Telegrapnews.com, Batam – Sejumlah organisasi masyarakat (ormas) Melayu di Kota Batam mengecam tindakan Polresta Barelang yang mencatut nama mereka dalam siaran pers terkait silaturahmi dan audiensi membahas perkembangan penanganan bentrokan di Sembulang Hulu.
Dalam siaran pers berjudul “Kapolresta Barelang Gelar Audiensi dengan Tokoh Melayu Bahas Perkembangan Penanganan Bentrokan di Sembulang Hulu”, Polresta menyebut beberapa ormas hadir dalam acara tersebut dan mendukung proyek strategis nasional (PSN) Rempang Eco City.
Ketua Lembaga Adat Melayu (LAM) Kota Batam, Raja Muhammad Amin, menegaskan pihaknya memang diundang, tetapi memutuskan untuk tidak hadir.
“Kami berlaku adil. Saat diundang Polda Kepri untuk menyatukan persepsi terkait proyek ini, kami juga tidak hadir,” ujar Raja pada Jumat sore, 31 Januari 2025.
Raja membantah kehadiran LAM dalam pertemuan tersebut dan mengecam pencatutan nama organisasinya dalam siaran pers Polresta Barelang.
“Kami kaget melihat nama kami disebut hadir dalam rilis resmi. Ini tidak benar dan perlu diklarifikasi,” tegasnya.
LAM Batam Minta Status Tersangka Warga Dicabut
Raja juga menegaskan bahwa LAM tetap mendukung perjuangan masyarakat Rempang yang menolak PSN dan meminta agar Polresta Barelang mencabut status tersangka terhadap warga Rempang yang mempertahankan hak mereka.
“Kami desak penetapan tersangka dibatalkan demi hukum dan HAM,” ujar Raja.
Hal serupa disampaikan Aliansi Masyarakat Rempang Galang Bersatu (Amar GB). Ketua Amar GB, Ishaka, menyatakan pencatutan nama organisasinya merugikan perjuangan mereka yang menolak penggusuran akibat proyek PSN.

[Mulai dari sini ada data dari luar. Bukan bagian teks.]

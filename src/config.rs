//! Site configuration embedded at build time from `assets/site.json`.

use dioxus::logger::tracing::warn;
use once_cell::sync::Lazy;
use serde::{Deserialize, Serialize};

const SITE_JSON: &str = include_str!("../assets/site.json");

/// Parsed once on first access; falls back to defaults if the embedded file is broken.
pub static SITE_CONFIG: Lazy<SiteConfig> = Lazy::new(|| {
    SiteConfig::from_json(SITE_JSON).unwrap_or_else(|err| {
        warn!("site config is invalid, using defaults: {err}");
        SiteConfig::default()
    })
});

pub fn site_config() -> &'static SiteConfig {
    &SITE_CONFIG
}

#[derive(Debug, Clone, PartialEq, Serialize, Deserialize)]
pub struct SiteConfig {
    #[serde(default = "default_owner")]
    pub owner: String,
    #[serde(default)]
    pub tagline: String,
    #[serde(default)]
    pub about: String,
    /// Height of the fixed navigation bar, subtracted from scroll targets.
    #[serde(default = "default_nav_offset_px")]
    pub nav_offset_px: f64,
    #[serde(default)]
    pub reveal: RevealConfig,
    #[serde(default)]
    pub contact: ContactConfig,
    #[serde(default)]
    pub tracks: Vec<TrackConfig>,
}

#[derive(Debug, Clone, PartialEq, Serialize, Deserialize)]
pub struct RevealConfig {
    #[serde(default = "default_reveal_threshold")]
    pub threshold: f64,
    #[serde(default = "default_reveal_root_margin")]
    pub root_margin: String,
}

#[derive(Debug, Clone, PartialEq, Serialize, Deserialize)]
pub struct ContactConfig {
    #[serde(default = "default_relay_endpoint")]
    pub endpoint: String,
    #[serde(default)]
    pub access_key: String,
    #[serde(default)]
    pub fallback_email: String,
}

#[derive(Debug, Clone, PartialEq, Serialize, Deserialize)]
pub struct TrackConfig {
    pub id: String,
    pub title: String,
    pub src: String,
    #[serde(default)]
    pub blurb: Option<String>,
    /// Placeholder entry whose audio file is not shipped with the site.
    #[serde(default)]
    pub sample: bool,
}

fn default_owner() -> String {
    "Portfolio".to_string()
}

fn default_nav_offset_px() -> f64 {
    80.0
}

fn default_reveal_threshold() -> f64 {
    0.1
}

fn default_reveal_root_margin() -> String {
    "0px 0px -50px 0px".to_string()
}

fn default_relay_endpoint() -> String {
    "https://api.web3forms.com/submit".to_string()
}

impl SiteConfig {
    pub fn from_json(raw: &str) -> Result<Self, serde_json::Error> {
        serde_json::from_str(raw)
    }
}

impl Default for SiteConfig {
    fn default() -> Self {
        Self {
            owner: default_owner(),
            tagline: String::new(),
            about: String::new(),
            nav_offset_px: default_nav_offset_px(),
            reveal: RevealConfig::default(),
            contact: ContactConfig::default(),
            tracks: Vec::new(),
        }
    }
}

impl Default for RevealConfig {
    fn default() -> Self {
        Self {
            threshold: default_reveal_threshold(),
            root_margin: default_reveal_root_margin(),
        }
    }
}

impl Default for ContactConfig {
    fn default() -> Self {
        Self {
            endpoint: default_relay_endpoint(),
            access_key: String::new(),
            fallback_email: String::new(),
        }
    }
}

impl ContactConfig {
    pub fn failure_message(&self) -> String {
        if self.fallback_email.is_empty() {
            "Sorry, there was an error sending your message. Please try again later.".to_string()
        } else {
            format!(
                "Sorry, there was an error sending your message. Please try emailing me directly at {}",
                self.fallback_email
            )
        }
    }
}

#[cfg(test)]
mod tests {
    use super::*;

    #[test]
    fn embedded_config_parses() {
        let config = SiteConfig::from_json(SITE_JSON).expect("embedded site.json must parse");
        assert!(!config.tracks.is_empty());
        assert_eq!(config.nav_offset_px, 80.0);
        assert_eq!(config.contact.endpoint, "https://api.web3forms.com/submit");
    }

    #[test]
    fn missing_fields_take_defaults() {
        let config = SiteConfig::from_json(r#"{ "owner": "Someone" }"#).unwrap();
        assert_eq!(config.owner, "Someone");
        assert_eq!(config.nav_offset_px, 80.0);
        assert_eq!(config.reveal.threshold, 0.1);
        assert_eq!(config.reveal.root_margin, "0px 0px -50px 0px");
        assert!(config.tracks.is_empty());
    }

    #[test]
    fn track_blurb_is_optional() {
        let config = SiteConfig::from_json(
            r#"{ "tracks": [{ "id": "a", "title": "A", "src": "/a.mp3" }] }"#,
        )
        .unwrap();
        assert_eq!(config.tracks[0].blurb, None);
    }

    #[test]
    fn shipped_tracks_are_marked_as_samples() {
        let config = SiteConfig::from_json(SITE_JSON).unwrap();
        assert!(config.tracks.iter().all(|track| track.sample));
    }

    #[test]
    fn tracks_are_real_unless_marked() {
        let config = SiteConfig::from_json(
            r#"{ "tracks": [{ "id": "a", "title": "A", "src": "/a.mp3" }] }"#,
        )
        .unwrap();
        assert!(!config.tracks[0].sample);
    }

    #[test]
    fn failure_message_names_fallback_email() {
        let contact = ContactConfig {
            fallback_email: "me@example.com".to_string(),
            ..ContactConfig::default()
        };
        assert!(contact.failure_message().ends_with("directly at me@example.com"));
    }
}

“Kami mendesak Polresta Barelang mengungkap fakta terkait penyerangan 18 Desember 2024 yang melukai delapan warga. Saat ini, hanya dua pekerja PT MEG yang ditetapkan sebagai tersangka. Sementara banyak aktor lain yang belum tersentuh,” katanya seperti dilansir tempo.

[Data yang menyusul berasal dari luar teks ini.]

use dioxus::logger::tracing::{info, warn};
use dioxus::prelude::*;

use crate::api::{ContactMessage, FormRelayClient};
use crate::components::{Icon, SiteRoute};
use crate::config::site_config;

const SEND_LABEL: &str = "Send Message";
const SENDING_LABEL: &str = "Sending...";

/// Shows a blocking alert; only the browser has one.
fn alert(message: &str) {
    #[cfg(target_arch = "wasm32")]
    {
        if let Some(win) = web_sys::window() {
            let _ = win.alert_with_message(message);
        }
    }
    #[cfg(not(target_arch = "wasm32"))]
    {
        warn!("{message}");
    }
}

#[component]
pub fn ContactForm() -> Element {
    let navigator = use_navigator();
    let mut name = use_signal(String::new);
    let mut email = use_signal(String::new);
    let mut message = use_signal(String::new);
    let mut sending = use_signal(|| false);

    let on_submit = move |evt: FormEvent| {
        evt.prevent_default();
        if sending() {
            return;
        }
        let submission = ContactMessage {
            name: name(),
            email: email(),
            message: message(),
        };
        sending.set(true);
        spawn(async move {
            let contact = site_config().contact.clone();
            let failure_message = contact.failure_message();
            let client = FormRelayClient::new(contact);
            match client.submit(&submission).await {
                Ok(()) => {
                    info!("contact form submitted");
                    navigator.push(SiteRoute::ThankYou {});
                }
                Err(err) => {
                    warn!("contact form submission failed: {err}");
                    alert(&failure_message);
                    sending.set(false);
                }
            }
        });
    };

    let input_class = "w-full rounded-lg border border-zinc-800 bg-zinc-900 px-4 py-3 text-white placeholder-zinc-500 focus:border-amber-500 focus:outline-none";

    rsx! {
        form { id: "contactForm", class: "flex flex-col gap-4", onsubmit: on_submit,
            input {
                r#type: "text",
                name: "name",
                placeholder: "Your name",
                required: true,
                class: input_class,
                value: "{name}",
                oninput: move |e| name.set(e.value()),
            }
            input {
                r#type: "email",
                name: "email",
                placeholder: "Your email",
                required: true,
                class: input_class,
                value: "{email}",
                oninput: move |e| email.set(e.value()),
            }
            textarea {
                name: "message",
                placeholder: "Your message",
                rows: "5",
                required: true,
                class: input_class,
                value: "{message}",
                oninput: move |e| message.set(e.value()),
            }
            button {
                r#type: "submit",
                class: "submit-button flex items-center justify-center gap-2 rounded-lg bg-amber-600 px-6 py-3 font-medium text-zinc-950 hover:bg-amber-500 disabled:opacity-60 transition-colors",
                disabled: sending(),
                if sending() {
                    Icon { name: "loader".to_string(), class: "w-4 h-4".to_string() }
                    "{SENDING_LABEL}"
                } else {
                    Icon { name: "mail".to_string(), class: "w-4 h-4".to_string() }
                    "{SEND_LABEL}"
                }
            }
        }
    }
}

Konflik terkait PSN Rempang Eco City terus berlanjut hingga saat ini. Warga tetap menolak digusur. Sementara pemerintah bersama pengembang tetap memaksa untuk merelokasi warga.
Insiden penyerangan pada 18 Desember 2024 menjadi puncak dari ketegangan antara masyarakat dan perusahaan pengembang. Dalam peristiwa itu beberapa orang ditetapkan sebagai tersangka, salah satunya seorang wanita lansia berusia 67 tahun, Siti Hawa alias Nenek Awe.